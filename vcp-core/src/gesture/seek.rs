use super::geometry::Rect;

#[derive(Debug, Clone, Copy, PartialEq, Default)]
pub enum SeekPhase {
    #[default]
    Idle,
    /// Pointer captured. The track rect is frozen at pointer-down.
    Dragging { track: Rect },
}

/// Seek-bar drag controller.
///
/// While dragging, the bar shows a local optimistic position instead of the
/// store's value. On release the final position is emitted once; the
/// optimistic value then stays up until the authoritative progress is
/// observed to change, so the handle never snaps back to the old position.
#[derive(Debug, Clone)]
pub struct SeekBar {
    inset: f32,
    phase: SeekPhase,
    optimistic: Option<f64>,
    awaiting_confirmation: bool,
    hover: Option<f64>,
    hover_track: Option<Rect>,
}

impl SeekBar {
    /// `inset` is the horizontal room reserved for the handle, split evenly
    /// between both ends of the track.
    pub fn new(inset: f32) -> Self {
        Self {
            inset: inset.max(0.0),
            phase: SeekPhase::Idle,
            optimistic: None,
            awaiting_confirmation: false,
            hover: None,
            hover_track: None,
        }
    }

    pub fn phase(&self) -> SeekPhase {
        self.phase
    }

    pub fn is_dragging(&self) -> bool {
        matches!(self.phase, SeekPhase::Dragging { .. })
    }

    pub fn optimistic(&self) -> Option<f64> {
        self.optimistic
    }

    pub fn hover(&self) -> Option<f64> {
        self.hover
    }

    /// Position to render given the store's authoritative progress.
    pub fn displayed(&self, authoritative: f64) -> f64 {
        self.optimistic.unwrap_or(authoritative)
    }

    /// Map a pointer x coordinate onto `[0, 1]` along `track`.
    pub fn progress_at(&self, x: f32, track: Rect) -> f64 {
        let usable = (track.width - self.inset).max(1.0);
        let offset = (x - track.left - self.inset / 2.0).clamp(0.0, usable);
        f64::from(offset / usable)
    }

    /// Pointer pressed. `on_track` must be true only when the track element
    /// itself is the event target, so presses on child controls pass through.
    pub fn pointer_down(
        &mut self,
        on_track: bool,
        x: f32,
        track: Rect,
    ) -> Option<f64> {
        if !on_track || self.is_dragging() {
            return None;
        }

        self.phase = SeekPhase::Dragging { track };
        self.hover = None;
        self.awaiting_confirmation = false;
        let progress = self.progress_at(x, track);
        self.optimistic = Some(progress);
        Some(progress)
    }

    /// Pointer moved anywhere on the page while captured.
    pub fn pointer_move(&mut self, x: f32) -> Option<f64> {
        let SeekPhase::Dragging { track } = self.phase else {
            return None;
        };
        let progress = self.progress_at(x, track);
        self.optimistic = Some(progress);
        Some(progress)
    }

    /// Pointer released. Returns the seek target to send exactly once.
    pub fn pointer_up(&mut self, x: f32) -> Option<f64> {
        let SeekPhase::Dragging { track } = self.phase else {
            return None;
        };
        let progress = self.progress_at(x, track);
        self.phase = SeekPhase::Idle;
        self.optimistic = Some(progress);
        self.awaiting_confirmation = true;
        Some(progress)
    }

    /// Gesture aborted by the platform. Nothing is emitted.
    pub fn pointer_cancel(&mut self) {
        if self.is_dragging() {
            self.phase = SeekPhase::Idle;
            self.optimistic = None;
            self.awaiting_confirmation = false;
        }
    }

    /// The store's progress changed. Drops the optimistic value held after a
    /// release.
    pub fn observe_progress(&mut self, _authoritative: f64) {
        if self.awaiting_confirmation {
            self.awaiting_confirmation = false;
            self.optimistic = None;
        }
    }

    pub fn pointer_enter(&mut self, x: f32, track: Rect) -> Option<f64> {
        self.hover_track = Some(track);
        self.hover_move(x)
    }

    /// Non-captured pointer movement over the track; drives the preview.
    pub fn hover_move(&mut self, x: f32) -> Option<f64> {
        if self.is_dragging() {
            return None;
        }
        let track = self.hover_track?;
        self.hover = Some(self.progress_at(x, track));
        self.hover
    }

    pub fn pointer_leave(&mut self) {
        self.hover = None;
    }
}

#[cfg(test)]
mod tests {
    use super::*;

    const WIDTH: f32 = 400.0;
    const INSET: f32 = 16.0;

    fn track() -> Rect {
        Rect::new(0.0, 0.0, WIDTH, 8.0)
    }

    #[test]
    fn drag_to_middle_emits_once() {
        let mut bar = SeekBar::new(INSET);
        let mut emitted = Vec::new();

        assert_eq!(bar.pointer_down(true, 0.0, track()), Some(0.0));
        bar.pointer_move(WIDTH / 2.0);
        emitted.extend(bar.pointer_up(WIDTH / 2.0));
        emitted.extend(bar.pointer_up(WIDTH / 2.0));

        let expected =
            f64::from((WIDTH / 2.0 - INSET / 2.0) / (WIDTH - INSET));
        assert_eq!(emitted.len(), 1);
        assert!((emitted[0] - expected).abs() < 1e-6);
        assert!((0.0..=1.0).contains(&emitted[0]));
    }

    #[test]
    fn ignores_presses_on_child_controls() {
        let mut bar = SeekBar::new(INSET);
        assert_eq!(bar.pointer_down(false, 100.0, track()), None);
        assert!(!bar.is_dragging());
        assert_eq!(bar.pointer_up(100.0), None);
    }

    #[test]
    fn clamps_outside_the_track() {
        let mut bar = SeekBar::new(INSET);
        bar.pointer_down(true, 50.0, track());
        assert_eq!(bar.pointer_move(-300.0), Some(0.0));
        assert_eq!(bar.pointer_move(WIDTH + 300.0), Some(1.0));
    }

    #[test]
    fn optimistic_value_held_until_store_moves() {
        let mut bar = SeekBar::new(INSET);
        bar.pointer_down(true, 10.0, track());
        let target = bar.pointer_up(300.0).unwrap();

        assert_eq!(bar.displayed(0.1), target);
        bar.observe_progress(target);
        assert_eq!(bar.optimistic(), None);
        assert_eq!(bar.displayed(0.42), 0.42);
    }

    #[test]
    fn store_updates_during_drag_do_not_clear_local_value() {
        let mut bar = SeekBar::new(INSET);
        bar.pointer_down(true, 200.0, track());
        bar.observe_progress(0.9);
        assert!(bar.optimistic().is_some());
    }

    #[test]
    fn cancel_clears_without_emitting() {
        let mut bar = SeekBar::new(INSET);
        bar.pointer_down(true, 200.0, track());
        bar.pointer_cancel();

        assert!(!bar.is_dragging());
        assert_eq!(bar.optimistic(), None);
        assert_eq!(bar.pointer_up(200.0), None);
    }

    #[test]
    fn hover_preview_is_independent_of_drag() {
        let mut bar = SeekBar::new(INSET);
        assert!(bar.pointer_enter(WIDTH / 2.0, track()).is_some());
        assert!(bar.hover_move(INSET / 2.0).is_some_and(|p| p == 0.0));

        bar.pointer_down(true, 100.0, track());
        assert_eq!(bar.hover(), None);
        assert_eq!(bar.hover_move(150.0), None);

        bar.pointer_up(100.0);
        assert!(bar.hover_move(150.0).is_some());
        bar.pointer_leave();
        assert_eq!(bar.hover(), None);
    }
}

***

§ **WHAT NEEDS TO BE DONE**
Work out how many lines of the listing contain the string "handle". Please reply with the number only.

§ **ANSWER TO THIS TASK**
2